How do you get ideas for glazing? I think whatever inspires the forms you create might also inspire the way you choose to glaze.

I love the overlap of glazes to create a much larger vocabulary than the number of glazes that I am actually using. By overlapping glazes it is very easy to create multiple effects of color, transparency, opaqueness, texture and surface.

I think these effects appeal to me because they are very much like landscapes and light. I like the shapes of water and sky as they fall across a form. These are easy to recreate in glazes. It can also turn a small piece into a world of its own. A very tiny cup or bowl can hold the universe when looked at closely.

The above picture is the lake near my house with the ice melting. It caught my eye the other day – because it suddenly looked like many things besides the lake near my house. In that light it looked like the edge of the Pacific Ocean at Stinson beach. It looked like one of the most beautiful and natural curves in nature that we see all over the globe when water meets land. And, it looked like a very nice glaze combination!

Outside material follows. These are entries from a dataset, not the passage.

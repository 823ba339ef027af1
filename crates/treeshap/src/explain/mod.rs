//! Tree SHAP explanations.
//!
//! - [`TreeExplainer`] / [`explain`]: batch attributions for an [`Ensemble`](crate::Ensemble)
//! - [`tree_contributions`]: attributions of a single tree for one sample
//! - [`Attributions`]: results, with additivity checks and warnings

mod accumulator;
mod explainer;
mod path;
mod values;

pub use accumulator::tree_contributions;
pub use explainer::{explain, TreeExplainer};
pub use values::Attributions;

use thiserror::Error;

use crate::repr::NodeId;

// =============================================================================
// Warnings
// =============================================================================

/// Non-fatal conditions met while explaining.
#[derive(Debug, Clone, Copy, PartialEq, Eq)]
pub enum ExplainWarning {
    /// The sample's route passes through a node without training cover,
    /// either an empty leaf or a split whose children carry no cover.
    DegenerateCover {
        sample: usize,
        tree: usize,
        node: NodeId,
    },
}

// =============================================================================
// Errors
// =============================================================================

/// One sample whose attributions do not sum to its prediction.
#[derive(Debug, Clone, Copy, PartialEq)]
pub struct AdditivityViolation {
    pub sample: usize,
    /// Raw margin of the sample.
    pub prediction: f64,
    /// `sum(attributions) + base - prediction`.
    pub residual: f64,
}

/// Failed additivity check, carrying the best-effort attributions.
#[derive(Debug, Clone, Error)]
#[error(
    "additivity check failed for {} of {} samples (worst residual {worst_residual:e})",
    .violations.len(),
    .attributions.n_samples()
)]
pub struct AdditivityFailure {
    pub violations: Vec<AdditivityViolation>,
    pub attributions: Attributions,
    pub worst_residual: f64,
}

impl AdditivityFailure {
    pub(crate) fn new(violations: Vec<AdditivityViolation>, attributions: Attributions) -> Self {
        let worst_residual = violations
            .iter()
            .map(|v| v.residual.abs())
            .fold(0.0, f64::max);
        Self {
            violations,
            attributions,
            worst_residual,
        }
    }
}

/// Errors from [`TreeExplainer::explain`].
#[derive(Debug, Error)]
pub enum ExplainError {
    #[error("samples have {actual} feature columns, but the ensemble expects {expected}")]
    FeatureCountMismatch { expected: usize, actual: usize },

    #[error(transparent)]
    AdditivityCheckFailed(Box<AdditivityFailure>),

    #[error("failed to build thread pool: {0}")]
    ThreadPool(#[from] rayon::ThreadPoolBuildError),
}

impl ExplainError {
    /// Recover the attributions from a failed additivity check.
    pub fn into_attributions(self) -> Option<Attributions> {
        match self {
            ExplainError::AdditivityCheckFailed(failure) => Some(failure.attributions),
            _ => None,
        }
    }
}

I have an exercise for beginning potters where I ask them to create a cup form in the style of a well known painter, like Piet Mondrian, or Joan Miro, or Jackson Pollack. If those painters were to make a cup – what would it look like in form? Then how would they glaze it?

Finding inspiration for glazing is part of what makes glazing fun. It demands a little research, or trial and error to achieve what I intended, but it is mostly fun play.